Perkuliahan 3 PGSD SEMESTER III: Fungsi dan Peran Seni Rupa dalam Perkembangan Anak Usia Sekolah Dasar: Landasan Teori dan Implikasi Pendidikan
Fungsi dan Peran Seni Rupa dalam Perkembangan Anak Usia Sekolah Dasar: Landasan Teori dan Implikasi Pendidikan
Seni rupa, sebagai salah satu disiplin ilmu dalam pendidikan, memegang peranan vital dalam proses tumbuh kembang anak usia Sekolah Dasar (SD). Pada fase ini, anak berada dalam periode yang oleh para ahli disebut sebagai masa perkembangan artistik, di mana aktivitas berekspresi secara visual menjadi sarana penting bagi perkembangan kognitif, emosional, sosial, dan fisik mereka. Artikel ilmiah ini akan mengupas tuntas fungsi dan peran seni rupa pada anak usia SD dengan merujuk pada landasan teori dari para ahli.

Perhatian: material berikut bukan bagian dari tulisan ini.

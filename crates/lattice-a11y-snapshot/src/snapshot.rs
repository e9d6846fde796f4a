//! Snapshot rendering entry points.

use std::fmt;
use std::sync::Arc;

use crate::config::SnapshotConfig;
use crate::describe::{DescribeOptions, TreeDescriber};
use crate::enable::{AccessibilityEnabler, NoopEnabler, ensure_accessibility_enabled};
use crate::error::Result;
use crate::logging::{PerfSpan, targets};
use crate::node::AccessibilityNode;
use crate::normalize::normalize;

/// Render the accessibility snapshot of `root`.
///
/// Lines are joined with `"\n"` without a trailing newline, and unstable
/// `(unknown context at $<hex>)` tokens are canonicalized.
///
/// # Panics
///
/// Panics if the tree is deeper than [`DEFAULT_MAX_DEPTH`](crate::DEFAULT_MAX_DEPTH),
/// which indicates a cycle. Use [`try_render_accessibility_snapshot`] to
/// handle that case.
pub fn render_accessibility_snapshot(root: &dyn AccessibilityNode) -> String {
    match try_render_accessibility_snapshot(root) {
        Ok(snapshot) => snapshot,
        Err(err) => panic!("cannot render accessibility snapshot: {err}"),
    }
}

/// Fallible form of [`render_accessibility_snapshot`].
pub fn try_render_accessibility_snapshot(root: &dyn AccessibilityNode) -> Result<String> {
    render_with(root, DescribeOptions::default(), true)
}

fn render_with(
    root: &dyn AccessibilityNode,
    options: DescribeOptions,
    normalize_output: bool,
) -> Result<String> {
    let _span = PerfSpan::new("render_accessibility_snapshot");
    let lines = TreeDescriber::with_options(options).describe(root)?;
    let joined = lines.join("\n");
    if normalize_output {
        Ok(normalize(&joined))
    } else {
        Ok(joined)
    }
}

/// A reusable snapshot strategy for test harnesses.
///
/// The strategy makes sure its environment-enable hook has run in this
/// process before the first tree is described, then renders with its
/// configuration. Comparing against stored baselines is left to the harness.
///
/// # Example
///
/// ```
/// use lattice_a11y_snapshot::{A11yNode, SnapshotStrategy};
///
/// let strategy = SnapshotStrategy::new();
/// let snapshot = strategy.render(&A11yNode::new("Root")).unwrap();
/// assert_eq!(snapshot, "* Root");
/// ```
#[derive(Clone)]
pub struct SnapshotStrategy {
    enabler: Arc<dyn AccessibilityEnabler>,
    config: SnapshotConfig,
}

impl SnapshotStrategy {
    /// A strategy with default configuration and no enable hook.
    pub fn new() -> Self {
        Self {
            enabler: Arc::new(NoopEnabler),
            config: SnapshotConfig::default(),
        }
    }

    /// Use `enabler` to switch on accessibility before the first render.
    pub fn with_enabler(mut self, enabler: impl AccessibilityEnabler + 'static) -> Self {
        self.enabler = Arc::new(enabler);
        self
    }

    pub fn with_config(mut self, config: SnapshotConfig) -> Self {
        self.config = config;
        self
    }

    pub fn config(&self) -> &SnapshotConfig {
        &self.config
    }

    /// Render `root`, enabling accessibility first if needed.
    pub fn render(&self, root: &dyn AccessibilityNode) -> Result<String> {
        ensure_accessibility_enabled(self.enabler.as_ref())?;
        let snapshot = render_with(
            root,
            self.config.describe_options(),
            self.config.normalize_unknown_contexts,
        )?;
        tracing::debug!(target: targets::SNAPSHOT, bytes = snapshot.len(), "rendered accessibility snapshot");
        Ok(snapshot)
    }
}

impl Default for SnapshotStrategy {
    fn default() -> Self {
        Self::new()
    }
}

impl fmt::Debug for SnapshotStrategy {
    fn fmt(&self, f: &mut fmt::Formatter<'_>) -> fmt::Result {
        f.debug_struct("SnapshotStrategy")
            .field("config", &self.config)
            .finish_non_exhaustive()
    }
}

#[cfg(test)]
mod tests {
    use super::*;
    use crate::describe::DEFAULT_MAX_DEPTH;
    use crate::error::Error;
    use crate::node::A11yNode;
    use crate::traits::SemanticTrait;

    fn root_with_label(hidden: bool) -> A11yNode {
        A11yNode::new("Root").with_child(
            A11yNode::new("Label")
                .accessible(true)
                .hidden(hidden)
                .with_label("Hi")
                .with_trait(SemanticTrait::StaticText),
        )
    }

    #[test]
    fn test_end_to_end() {
        assert_eq!(
            render_accessibility_snapshot(&root_with_label(false)),
            "* Root\n  * Label\n  | -label: Hi\n  | -traits: .staticText"
        );
    }

    #[test]
    fn test_end_to_end_hidden() {
        assert_eq!(
            render_accessibility_snapshot(&root_with_label(true)),
            "* Root\n  o Label\n  o -label: Hi\n  o -traits: .staticText"
        );
    }

    #[test]
    fn test_no_trailing_newline() {
        let snapshot = render_accessibility_snapshot(&A11yNode::new("Root"));
        assert_eq!(snapshot, "* Root");
    }

    #[test]
    fn test_normalizes_type_names() {
        let root = A11yNode::new("App.(unknown context at $10d69dd68).ProceedButton");
        assert_eq!(
            render_accessibility_snapshot(&root),
            "* App.(unknown context).ProceedButton"
        );
    }

    struct Cycle;

    impl AccessibilityNode for Cycle {
        fn type_name(&self) -> String {
            "Cycle".to_string()
        }

        fn visit_children(&self, visitor: &mut dyn FnMut(&dyn AccessibilityNode)) {
            visitor(&Cycle);
        }
    }

    #[test]
    fn test_cyclic_tree_is_an_error() {
        assert!(matches!(
            try_render_accessibility_snapshot(&Cycle),
            Err(Error::CyclicTree { depth: DEFAULT_MAX_DEPTH })
        ));
    }

    #[test]
    #[should_panic(expected = "cannot render accessibility snapshot")]
    fn test_cyclic_tree_panics() {
        render_accessibility_snapshot(&Cycle);
    }

    #[test]
    fn test_strategy_without_normalization() {
        let strategy = SnapshotStrategy::new().with_config(SnapshotConfig {
            normalize_unknown_contexts: false,
            ..Default::default()
        });
        let root = A11yNode::new("App.(unknown context at $ff).Root");
        assert_eq!(
            strategy.render(&root).unwrap(),
            "* App.(unknown context at $ff).Root"
        );
    }

    #[test]
    fn test_strategy_depth_limit() {
        let mut root = A11yNode::new("Leaf").accessible(true);
        for _ in 0..8 {
            root = A11yNode::new("Wrapper").with_child(root);
        }
        let strategy = SnapshotStrategy::new().with_config(SnapshotConfig {
            max_depth: 4,
            ..Default::default()
        });
        assert!(matches!(
            strategy.render(&root),
            Err(Error::CyclicTree { depth: 4 })
        ));
    }

    #[test]
    fn test_strategy_debug_omits_enabler() {
        let debug = format!("{:?}", SnapshotStrategy::default());
        assert!(debug.starts_with("SnapshotStrategy"));
        assert!(debug.contains("max_depth"));
    }
}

Seni Rupa sebagai Media Ekspresi dan Komunikasi
Pada dasarnya, seni rupa berfungsi sebagai bahasa visual bagi anak. Sebelum anak sepenuhnya menguasai bahasa verbal dan tulisan, gambar dan bentuk adalah sarana utama mereka untuk mengungkapkan apa yang dirasakan, dipikirkan, dan dialami. Slamet Suyanto (2005: 25) menegaskan bahwa salah satu tujuan pembelajaran seni adalah "Membantu anak mengekspresikan diri, melalui seni dapat meningkatkan kreatifitas anak dengan mewujudkan imajinasinya dalam seni". Melalui kegiatan seni rupa, anak-anak menuangkan ide, gagasan, dan peristiwa yang pernah terjadi menjadi catatan visual (Pamadhi dkk., 2017).

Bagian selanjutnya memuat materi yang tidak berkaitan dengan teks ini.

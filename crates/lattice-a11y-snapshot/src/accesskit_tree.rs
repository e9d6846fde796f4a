//! Snapshots of [AccessKit](https://accesskit.dev/) trees.
//!
//! [`AccessKitTree`] indexes a [`TreeUpdate`] so that the nodes it contains
//! can be described like any other [`AccessibilityNode`]. This lets a
//! widget toolkit that already publishes an AccessKit tree snapshot exactly
//! what assistive technologies will see.
//!
//! # Mapping
//!
//! - type name: the node's class name, falling back to its role
//! - exposed: every role except generic containers
//! - value, label, hint: `value`, `label`, `description`
//! - traits: derived from the role plus the disabled/selected states
//! - custom actions: the custom action descriptions
//!
//! # Example
//!
//! ```ignore
//! let tree = AccessKitTree::new(&update)?;
//! let snapshot = render_accessibility_snapshot(&tree.root());
//! ```

use std::collections::HashMap;

use accesskit::{Node, NodeId, Role, TreeUpdate};

use crate::error::{Error, Result};
use crate::logging::targets;
use crate::node::{AccessibilityNode, CustomAction};
use crate::traits::{SemanticTrait, TraitSet};

/// An indexed view over a complete AccessKit tree update.
#[derive(Debug)]
pub struct AccessKitTree<'a> {
    nodes: HashMap<NodeId, &'a Node>,
    root: NodeId,
}

impl<'a> AccessKitTree<'a> {
    /// Index `update`. The update must carry a [`accesskit::Tree`] whose
    /// root node is included in the update.
    pub fn new(update: &'a TreeUpdate) -> Result<Self> {
        let root = update.tree.as_ref().map(|tree| tree.root).ok_or(Error::MissingRoot)?;
        let nodes: HashMap<_, _> = update.nodes.iter().map(|(id, node)| (*id, node)).collect();
        if !nodes.contains_key(&root) {
            return Err(Error::MissingRoot);
        }
        Ok(Self { nodes, root })
    }

    /// The root node of the tree.
    pub fn root(&self) -> AccessKitNode<'_> {
        AccessKitNode {
            tree: self,
            id: self.root,
            node: self.nodes[&self.root],
        }
    }

    /// Look up a node by ID.
    pub fn node(&self, id: NodeId) -> Option<AccessKitNode<'_>> {
        self.nodes.get(&id).map(|&node| AccessKitNode {
            tree: self,
            id,
            node,
        })
    }

    pub fn len(&self) -> usize {
        self.nodes.len()
    }

    pub fn is_empty(&self) -> bool {
        self.nodes.is_empty()
    }
}

/// A single node of an [`AccessKitTree`].
#[derive(Debug, Clone, Copy)]
pub struct AccessKitNode<'a> {
    tree: &'a AccessKitTree<'a>,
    id: NodeId,
    node: &'a Node,
}

impl AccessKitNode<'_> {
    pub fn id(&self) -> NodeId {
        self.id
    }

    pub fn role(&self) -> Role {
        self.node.role()
    }
}

/// Roles that only group other nodes and are never announced themselves.
fn is_container_role(role: Role) -> bool {
    matches!(
        role,
        Role::Unknown
            | Role::GenericContainer
            | Role::Window
            | Role::Group
            | Role::Pane
            | Role::ScrollView
            | Role::List
            | Role::Tree
            | Role::Table
            | Role::TabPanel
            | Role::Toolbar
            | Role::MenuBar
            | Role::Menu
    )
}

fn role_traits(role: Role) -> TraitSet {
    match role {
        Role::Button | Role::CheckBox | Role::RadioButton | Role::MenuItem | Role::Tab => {
            SemanticTrait::Button.into()
        }
        Role::Link => SemanticTrait::Link.into(),
        Role::Image => SemanticTrait::Image.into(),
        Role::Heading => SemanticTrait::Header.into(),
        Role::Label => SemanticTrait::StaticText.into(),
        Role::Slider | Role::SpinButton => SemanticTrait::Adjustable.into(),
        Role::SearchInput => SemanticTrait::SearchField.into(),
        Role::TabList => SemanticTrait::TabBar.into(),
        Role::ProgressIndicator => SemanticTrait::UpdatesFrequently.into(),
        _ => TraitSet::empty(),
    }
}

impl AccessibilityNode for AccessKitNode<'_> {
    fn type_name(&self) -> String {
        match self.node.class_name() {
            Some(class_name) => class_name.to_string(),
            None => format!("{:?}", self.node.role()),
        }
    }

    fn visit_children(&self, visitor: &mut dyn FnMut(&dyn AccessibilityNode)) {
        for &child_id in self.node.children() {
            match self.tree.node(child_id) {
                Some(child) => visitor(&child),
                None => tracing::warn!(
                    target: targets::ACCESSKIT,
                    parent = ?self.id,
                    child = ?child_id,
                    "child node missing from tree update"
                ),
            }
        }
    }

    fn is_accessibility_element(&self) -> bool {
        !is_container_role(self.node.role())
    }

    fn is_hidden(&self) -> bool {
        self.node.is_hidden()
    }

    fn accessibility_value(&self) -> Option<String> {
        self.node.value().map(str::to_string)
    }

    fn accessibility_label(&self) -> Option<String> {
        self.node.label().map(str::to_string)
    }

    fn accessibility_hint(&self) -> Option<String> {
        self.node.description().map(str::to_string)
    }

    fn accessibility_traits(&self) -> TraitSet {
        let mut traits = role_traits(self.node.role());
        if self.node.is_disabled() {
            traits.insert(SemanticTrait::NotEnabled);
        }
        if self.node.is_selected() == Some(true) {
            traits.insert(SemanticTrait::Selected);
        }
        traits
    }

    fn custom_actions(&self) -> Vec<CustomAction> {
        self.node
            .custom_actions()
            .iter()
            .map(|action| CustomAction::new(action.description.to_string()))
            .collect()
    }
}

#[cfg(test)]
mod tests {
    use accesskit::Tree;

    use super::*;
    use crate::snapshot::render_accessibility_snapshot;

    fn update(nodes: Vec<(NodeId, Node)>) -> TreeUpdate {
        TreeUpdate {
            nodes,
            tree: Some(Tree::new(NodeId(0))),
            focus: NodeId(0),
        }
    }

    #[test]
    fn test_snapshot_of_accesskit_tree() {
        let mut window = Node::new(Role::Window);
        window.set_class_name("MainWindow");
        window.set_children(vec![NodeId(1), NodeId(2)]);

        let mut title = Node::new(Role::Label);
        title.set_label("Settings");

        let mut ok = Node::new(Role::Button);
        ok.set_label("Save");
        ok.set_description("Saves your changes");
        ok.set_disabled();
        ok.set_custom_actions(vec![accesskit::CustomAction {
            id: 1,
            description: "Discard".into(),
        }]);

        let update = update(vec![(NodeId(0), window), (NodeId(1), title), (NodeId(2), ok)]);
        let tree = AccessKitTree::new(&update).unwrap();
        assert_eq!(tree.len(), 3);

        assert_eq!(
            render_accessibility_snapshot(&tree.root()),
            "* MainWindow\n\
             \x20 * Label\n\
             \x20 | -label: Settings\n\
             \x20 | -traits: .staticText\n\
             \x20 * Button\n\
             \x20 | -label: Save\n\
             \x20 | -hint: Saves your changes\n\
             \x20 | -traits: .button, .notEnabled\n\
             \x20 | -action: Discard"
        );
    }

    #[test]
    fn test_hidden_and_selected() {
        let mut root = Node::new(Role::GenericContainer);
        root.set_children(vec![NodeId(1)]);
        let mut tab = Node::new(Role::Tab);
        tab.set_label("General");
        tab.set_selected(true);
        tab.set_hidden();

        let update = update(vec![(NodeId(0), root), (NodeId(1), tab)]);
        let tree = AccessKitTree::new(&update).unwrap();
        assert_eq!(
            render_accessibility_snapshot(&tree.root()),
            "* GenericContainer\n  o Tab\n  o -label: General\n  o -traits: .button, .selected"
        );
    }

    #[test]
    fn test_missing_child_is_skipped() {
        let mut root = Node::new(Role::GenericContainer);
        root.set_children(vec![NodeId(7)]);
        let update = update(vec![(NodeId(0), root)]);
        let tree = AccessKitTree::new(&update).unwrap();
        assert_eq!(render_accessibility_snapshot(&tree.root()), "* GenericContainer");
    }

    #[test]
    fn test_missing_root() {
        let update = TreeUpdate {
            nodes: vec![(NodeId(1), Node::new(Role::Button))],
            tree: Some(Tree::new(NodeId(0))),
            focus: NodeId(1),
        };
        assert!(matches!(AccessKitTree::new(&update), Err(Error::MissingRoot)));

        let update = TreeUpdate {
            nodes: vec![(NodeId(1), Node::new(Role::Button))],
            tree: None,
            focus: NodeId(1),
        };
        assert!(matches!(AccessKitTree::new(&update), Err(Error::MissingRoot)));
    }

    #[test]
    fn test_container_roles_are_not_exposed() {
        let update = update(vec![(NodeId(0), Node::new(Role::Group))]);
        let tree = AccessKitTree::new(&update).unwrap();
        assert!(!tree.root().is_accessibility_element());
        assert_eq!(tree.root().role(), Role::Group);
        assert_eq!(tree.root().id(), NodeId(0));
    }
}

Viktor Lowenfeld, salah satu tokoh terkemuka dalam pendidikan seni rupa anak, berpendapat bahwa ekspresi seni rupa yang dilakukan secara alamiah berdampak positif bagi perkembangan intelektual, emosional, kreativitas, dan perkembangan sosial anak (Siregar, 2013). Anak menggunakan karya rupa sebagai alat komunikasi non-verbal, yang memungkinkan mereka menyampaikan kompleksitas perasaan atau pemikiran yang sulit diungkapkan dengan kata-kata.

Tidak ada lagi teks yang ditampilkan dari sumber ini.